DeWine to speak today on virus pace

Ohio passes 6K cases in 1 day

Ohio Gov. Mike DeWine did not have a coronavirus briefing Tuesday, but is expected to host one at 5:30 p.m. today, on the heels of yet another record-setting day for new COVID-19 infections reported in the state.

New cases reported Tuesday shot up to 6,508, surpassing 6,000 cases in one day for the first time, according to the Ohio Department of Health. The number is thousands more than the 21-day average of 3,612, calculated using data from the last three weeks.

The uptick in cases is reflected in new cases reported Tuesday in the Mahoning Valley, where Mahoning County reported 112 new cases and Trumbull County reported 123 new cases. Columbiana County posted 32 new cases.

There were 23 new deaths reported statewide, but no deaths were reported in the Valley since Monday, when Trumbull County reported two new deaths, bringing the total to 139.

Hospitalizations reported by the state caused by COVID-19 went up to 386 on Tuesday, nearly 200 more than the 174 daily average over the past three weeks.

DeWine today is expected to discuss the “critical stage” the state has reached battling COVID-19, and the “impact on Ohio moving forward.”

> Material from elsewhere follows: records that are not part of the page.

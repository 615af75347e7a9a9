use anyhow::{bail, Context, Result};
use faceprep_vision::{
    ApertureParams, CanvasGeometry, ColorMode, Compositor, ReferencePair, ResizeFilter,
};
use once_cell::sync::Lazy;
use serde::{Deserialize, Serialize};
use std::path::{Path, PathBuf};

pub static CONFIG_PATH: Lazy<PathBuf> = Lazy::new(|| match option_env!("FACEPREP_CONFIG_PATH") {
    Some(p) => PathBuf::from(p),
    None => directories::ProjectDirs::from("", "", "faceprep")
        .map(|d| d.config_dir().join("config.toml"))
        .unwrap_or_else(|| PathBuf::from("faceprep.toml")),
});

#[derive(Debug, Clone, Default, Serialize, Deserialize, PartialEq)]
#[serde(default)]
pub struct Config {
    pub color: Color,
    /// Worker threads for per-image alignment; 0 uses every core.
    pub workers: usize,
    pub paths: PathsConfig,
    pub reference: ReferenceConfig,
    pub canvas: CanvasConfig,
    pub aperture: ApertureConfig,
    pub composite: CompositeConfig,
}

#[derive(Debug, Clone, Serialize, Deserialize, PartialEq)]
#[serde(default)]
pub struct PathsConfig {
    pub image_dir: PathBuf,
    pub landmark_dir: PathBuf,
    pub output_dir: PathBuf,
    pub image_extensions: Vec<String>,
    pub landmark_suffix: String,
    pub output_suffix: String,
    /// Persisted template to reuse instead of averaging the current batch.
    pub template_file: Option<PathBuf>,
}

impl Default for PathsConfig {
    fn default() -> Self {
        Self {
            image_dir: PathBuf::from("original"),
            landmark_dir: PathBuf::from("landmarks"),
            output_dir: PathBuf::from("aligned"),
            image_extensions: vec!["jpg".into(), "jpeg".into(), "png".into()],
            landmark_suffix: "_landmarks".into(),
            output_suffix: "_align".into(),
            template_file: None,
        }
    }
}

#[derive(Debug, Clone, Serialize, Deserialize, PartialEq)]
#[serde(default)]
pub struct ReferenceConfig {
    pub left: usize,
    pub right: usize,
}

impl Default for ReferenceConfig {
    fn default() -> Self {
        Self { left: 0, right: 1 }
    }
}

#[derive(Debug, Clone, Serialize, Deserialize, PartialEq)]
#[serde(default)]
pub struct CanvasConfig {
    pub width: u32,
    pub height: u32,
    pub eye_distance: f64,
    pub eye_y_ratio: f64,
}

impl Default for CanvasConfig {
    fn default() -> Self {
        let g = CanvasGeometry::default();
        Self {
            width: g.width,
            height: g.height,
            eye_distance: g.eye_distance,
            eye_y_ratio: g.eye_y_ratio,
        }
    }
}

#[derive(Debug, Clone, Serialize, Deserialize, PartialEq)]
#[serde(default)]
pub struct ApertureConfig {
    pub enabled: bool,
    pub shape_strength: f64,
    pub feather: f64,
    pub margin: f64,
    pub background: u8,
}

impl Default for ApertureConfig {
    fn default() -> Self {
        let p = ApertureParams::default();
        Self {
            enabled: true,
            shape_strength: p.shape_strength,
            feather: p.feather,
            margin: p.margin,
            background: p.background,
        }
    }
}

#[derive(Debug, Clone, Serialize, Deserialize, PartialEq)]
#[serde(default)]
pub struct CompositeConfig {
    pub enabled: bool,
    pub presentation_width: u32,
    pub presentation_height: u32,
    pub canvas_width: u32,
    pub canvas_height: u32,
    pub top_ratio: f64,
    pub filter: Filter,
}

impl Default for CompositeConfig {
    fn default() -> Self {
        let c = Compositor::default();
        Self {
            enabled: true,
            presentation_width: c.presentation.0,
            presentation_height: c.presentation.1,
            canvas_width: c.canvas.0,
            canvas_height: c.canvas.1,
            top_ratio: c.top_ratio,
            filter: Filter::Area,
        }
    }
}

#[derive(Debug, Clone, Copy, Default, Serialize, Deserialize, PartialEq, Eq)]
#[serde(rename_all = "lowercase")]
pub enum Filter {
    #[default]
    Area,
    Triangle,
    Lanczos3,
}

#[derive(Debug, Clone, Copy, Default, Serialize, Deserialize, PartialEq, Eq)]
#[serde(rename_all = "lowercase")]
pub enum Color {
    #[default]
    Rgb,
    Grayscale,
}

impl Config {
    pub fn validate(&self) -> Result<()> {
        let r = &self.reference;
        if r.left == r.right {
            bail!("reference.left and reference.right must differ (both {})", r.left);
        }
        let c = &self.canvas;
        if c.width == 0 || c.height == 0 {
            bail!("canvas size must be non-zero, got {}x{}", c.width, c.height);
        }
        if !(c.eye_distance > 0.0 && c.eye_distance.is_finite()) {
            bail!("canvas.eye_distance must be positive, got {}", c.eye_distance);
        }
        if !(0.0..=1.0).contains(&c.eye_y_ratio) {
            bail!("canvas.eye_y_ratio must be within [0, 1], got {}", c.eye_y_ratio);
        }
        let a = &self.aperture;
        if !(a.feather >= 0.0 && a.feather.is_finite()) {
            bail!("aperture.feather must be non-negative, got {}", a.feather);
        }
        if !(0.0..1.0).contains(&a.shape_strength) {
            bail!("aperture.shape_strength must be within [0, 1), got {}", a.shape_strength);
        }
        if a.margin < 0.0 || a.margin >= c.width.min(c.height) as f64 {
            bail!("aperture.margin {} does not fit the canvas", a.margin);
        }
        let k = &self.composite;
        if k.presentation_width == 0 || k.presentation_height == 0 {
            bail!("composite presentation size must be non-zero");
        }
        if k.presentation_width > k.canvas_width || k.presentation_height > k.canvas_height {
            bail!(
                "composite presentation {}x{} exceeds canvas {}x{}",
                k.presentation_width,
                k.presentation_height,
                k.canvas_width,
                k.canvas_height
            );
        }
        if !(0.0..=1.0).contains(&k.top_ratio) {
            bail!("composite.top_ratio must be within [0, 1], got {}", k.top_ratio);
        }
        if self.paths.image_extensions.is_empty() {
            bail!("paths.image_extensions must list at least one extension");
        }
        Ok(())
    }

    pub fn reference_pair(&self) -> ReferencePair {
        ReferencePair::new(self.reference.left, self.reference.right)
    }

    pub fn geometry(&self) -> CanvasGeometry {
        CanvasGeometry {
            width: self.canvas.width,
            height: self.canvas.height,
            eye_distance: self.canvas.eye_distance,
            eye_y_ratio: self.canvas.eye_y_ratio,
        }
    }

    pub fn aperture_params(&self) -> Option<ApertureParams> {
        let a = &self.aperture;
        a.enabled.then_some(ApertureParams {
            shape_strength: a.shape_strength,
            feather: a.feather,
            margin: a.margin,
            background: a.background,
        })
    }

    pub fn compositor(&self) -> Option<Compositor> {
        let k = &self.composite;
        k.enabled.then_some(Compositor {
            presentation: (k.presentation_width, k.presentation_height),
            canvas: (k.canvas_width, k.canvas_height),
            top_ratio: k.top_ratio,
            background: self.aperture.background,
            filter: match k.filter {
                Filter::Area => ResizeFilter::Area,
                Filter::Triangle => ResizeFilter::Triangle,
                Filter::Lanczos3 => ResizeFilter::Lanczos3,
            },
        })
    }

    pub fn color_mode(&self) -> ColorMode {
        match self.color {
            Color::Rgb => ColorMode::Rgb,
            Color::Grayscale => ColorMode::Grayscale,
        }
    }
}

pub fn load_config(path: Option<&Path>) -> Result<Config> {
    let path = path.unwrap_or(CONFIG_PATH.as_path());
    let cfg = if path.exists() {
        let raw = std::fs::read_to_string(path)
            .with_context(|| format!("reading config at {}", path.display()))?;
        toml::from_str(&raw).with_context(|| format!("parsing config {}", path.display()))?
    } else {
        Config::default()
    };
    cfg.validate()
        .with_context(|| format!("invalid config {}", path.display()))?;
    Ok(cfg)
}

pub fn save_config(cfg: &Config, path: Option<&Path>) -> Result<()> {
    let path = path.unwrap_or(CONFIG_PATH.as_path());
    let data = toml::to_string_pretty(cfg)?;
    if let Some(parent) = path.parent() {
        std::fs::create_dir_all(parent)?;
    }
    std::fs::write(path, data)?;
    Ok(())
}

#[cfg(test)]
mod tests {
    use super::*;

    #[test]
    fn test_defaults_are_valid() {
        let cfg = Config::default();
        cfg.validate().unwrap();
        assert_eq!(cfg.geometry(), CanvasGeometry::default());
        assert_eq!(cfg.reference_pair(), ReferencePair::new(0, 1));
        assert!(cfg.aperture_params().is_some());
        assert_eq!(cfg.compositor(), Some(Compositor::default()));
    }

    #[test]
    fn test_partial_toml_fills_defaults() {
        let cfg: Config = toml::from_str(
            r#"
            workers = 4
            color = "grayscale"

            [canvas]
            eye_distance = 90.0

            [composite]
            enabled = false
            filter = "lanczos3"
            "#,
        )
        .unwrap();
        assert_eq!(cfg.workers, 4);
        assert_eq!(cfg.color_mode(), ColorMode::Grayscale);
        assert_eq!(cfg.canvas.eye_distance, 90.0);
        assert_eq!(cfg.canvas.width, 562);
        assert_eq!(cfg.composite.filter, Filter::Lanczos3);
        assert!(cfg.compositor().is_none());
        assert_eq!(cfg.paths.landmark_suffix, "_landmarks");
    }

    #[test]
    fn test_validation_rejects_bad_values() {
        let mut cfg = Config::default();
        cfg.reference.right = 0;
        assert!(cfg.validate().is_err());

        let mut cfg = Config::default();
        cfg.canvas.eye_y_ratio = 1.5;
        assert!(cfg.validate().is_err());

        let mut cfg = Config::default();
        cfg.aperture.feather = -0.1;
        assert!(cfg.validate().is_err());

        let mut cfg = Config::default();
        cfg.composite.presentation_width = 1000;
        assert!(cfg.validate().is_err());

        let mut cfg = Config::default();
        cfg.canvas.eye_distance = 0.0;
        assert!(cfg.validate().is_err());
    }

    #[test]
    fn test_save_then_load() {
        let dir = std::env::temp_dir().join(uuid::Uuid::new_v4().to_string());
        let path = dir.join("config.toml");
        let mut cfg = Config::default();
        cfg.workers = 2;
        cfg.paths.template_file = Some(PathBuf::from("template.json"));
        save_config(&cfg, Some(&path)).unwrap();
        assert_eq!(load_config(Some(&path)).unwrap(), cfg);
        std::fs::remove_dir_all(dir).unwrap();
    }
}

Trumbull and Mahoning counties are at Level 3, red, in the state’s public health advisory system, the second-highest level. Both counties and Columbiana County, which is at Level 2, are considered high-spread counties because there are more than 100 cases per 100,000 people. The state updates the advisory system every Thursday.

Among the Trumbull County numbers are two staff members at Niles Middle School who have tested positive for COVID-19.

According to the school district website, as of Nov. 8, the latest numbers, the middle school had no positive student cases. The two positive staff cases there mark the first time the building had any positives, both for staff or students.

Superintendent Ann Marie Thigpen said the middle school will be remote learning until Nov. 24 — the beginning of Thanksgiving break.

“The reason for the closure was due to the number of confirmed cases and the number of those waiting for test results,” Thigpen said.

She said the plan is to go back to hybrid learning after the break. Hybrid learning staggers the day students attend classrooms.

The only school in the district to have current student cases is the primary school, with one case, according to the district’s COVID-19 dashboard.